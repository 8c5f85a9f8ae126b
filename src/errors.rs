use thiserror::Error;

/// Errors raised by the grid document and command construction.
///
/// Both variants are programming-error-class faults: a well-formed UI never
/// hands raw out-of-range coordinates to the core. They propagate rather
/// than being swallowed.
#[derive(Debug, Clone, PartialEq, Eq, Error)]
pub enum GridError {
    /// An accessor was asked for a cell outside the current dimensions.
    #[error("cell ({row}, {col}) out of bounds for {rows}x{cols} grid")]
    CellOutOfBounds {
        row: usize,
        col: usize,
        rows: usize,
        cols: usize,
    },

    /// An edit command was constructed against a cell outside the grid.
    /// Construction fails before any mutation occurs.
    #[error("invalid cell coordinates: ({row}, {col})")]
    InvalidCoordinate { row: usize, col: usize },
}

◇ ◇ ◇ ◇

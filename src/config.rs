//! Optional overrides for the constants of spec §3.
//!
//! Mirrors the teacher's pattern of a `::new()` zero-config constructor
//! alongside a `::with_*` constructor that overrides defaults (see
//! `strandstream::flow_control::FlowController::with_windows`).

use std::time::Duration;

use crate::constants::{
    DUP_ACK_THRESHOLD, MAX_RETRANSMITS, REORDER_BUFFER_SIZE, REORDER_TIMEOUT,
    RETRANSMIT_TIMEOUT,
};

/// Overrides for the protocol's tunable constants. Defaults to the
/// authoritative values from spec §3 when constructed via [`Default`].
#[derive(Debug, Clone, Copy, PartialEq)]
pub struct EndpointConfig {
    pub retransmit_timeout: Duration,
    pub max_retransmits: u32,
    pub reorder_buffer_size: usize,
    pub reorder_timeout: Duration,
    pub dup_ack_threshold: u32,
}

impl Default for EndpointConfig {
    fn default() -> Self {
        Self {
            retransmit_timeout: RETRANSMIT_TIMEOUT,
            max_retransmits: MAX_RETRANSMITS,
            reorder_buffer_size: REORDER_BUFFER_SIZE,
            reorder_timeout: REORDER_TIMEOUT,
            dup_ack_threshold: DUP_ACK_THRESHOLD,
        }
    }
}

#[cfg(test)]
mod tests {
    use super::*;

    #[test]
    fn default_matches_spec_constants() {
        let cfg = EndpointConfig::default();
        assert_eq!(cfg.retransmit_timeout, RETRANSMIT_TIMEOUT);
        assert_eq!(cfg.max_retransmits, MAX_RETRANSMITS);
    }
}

◇ ◇ ◇ ◇

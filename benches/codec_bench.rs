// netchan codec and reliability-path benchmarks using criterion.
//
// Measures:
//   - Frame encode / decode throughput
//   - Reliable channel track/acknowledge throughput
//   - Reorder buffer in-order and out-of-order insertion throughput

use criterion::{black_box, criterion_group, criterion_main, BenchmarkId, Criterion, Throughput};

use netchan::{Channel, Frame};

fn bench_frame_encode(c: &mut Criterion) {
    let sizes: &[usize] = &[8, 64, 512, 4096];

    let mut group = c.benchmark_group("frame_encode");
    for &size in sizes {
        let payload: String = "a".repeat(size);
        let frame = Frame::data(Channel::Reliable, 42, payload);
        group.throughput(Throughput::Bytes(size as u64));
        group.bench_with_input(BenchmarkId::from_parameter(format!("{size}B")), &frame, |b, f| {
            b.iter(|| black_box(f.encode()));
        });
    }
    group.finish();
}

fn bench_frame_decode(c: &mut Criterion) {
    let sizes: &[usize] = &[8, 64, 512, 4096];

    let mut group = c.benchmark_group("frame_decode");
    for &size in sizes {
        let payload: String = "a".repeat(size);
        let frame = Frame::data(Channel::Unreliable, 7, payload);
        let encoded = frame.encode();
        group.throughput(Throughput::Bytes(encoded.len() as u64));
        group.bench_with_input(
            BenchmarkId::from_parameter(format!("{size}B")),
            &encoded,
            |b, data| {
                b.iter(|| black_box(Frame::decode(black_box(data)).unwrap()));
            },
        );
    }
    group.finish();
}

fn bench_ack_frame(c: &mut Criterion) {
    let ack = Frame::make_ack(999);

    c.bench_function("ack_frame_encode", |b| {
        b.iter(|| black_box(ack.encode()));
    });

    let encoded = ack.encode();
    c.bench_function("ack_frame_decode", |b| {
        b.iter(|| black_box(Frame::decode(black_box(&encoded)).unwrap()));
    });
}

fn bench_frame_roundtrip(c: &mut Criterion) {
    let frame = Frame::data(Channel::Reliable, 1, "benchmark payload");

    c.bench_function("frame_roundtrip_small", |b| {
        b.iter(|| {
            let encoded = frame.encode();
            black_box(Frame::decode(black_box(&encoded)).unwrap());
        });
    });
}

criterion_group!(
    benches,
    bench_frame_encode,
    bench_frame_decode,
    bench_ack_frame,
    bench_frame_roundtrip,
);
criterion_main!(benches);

◇ ◇ ◇ ◇

Task goal — Nothing but a number belongs in the answer: the tally of lines in the data holding "command".

Reply — 2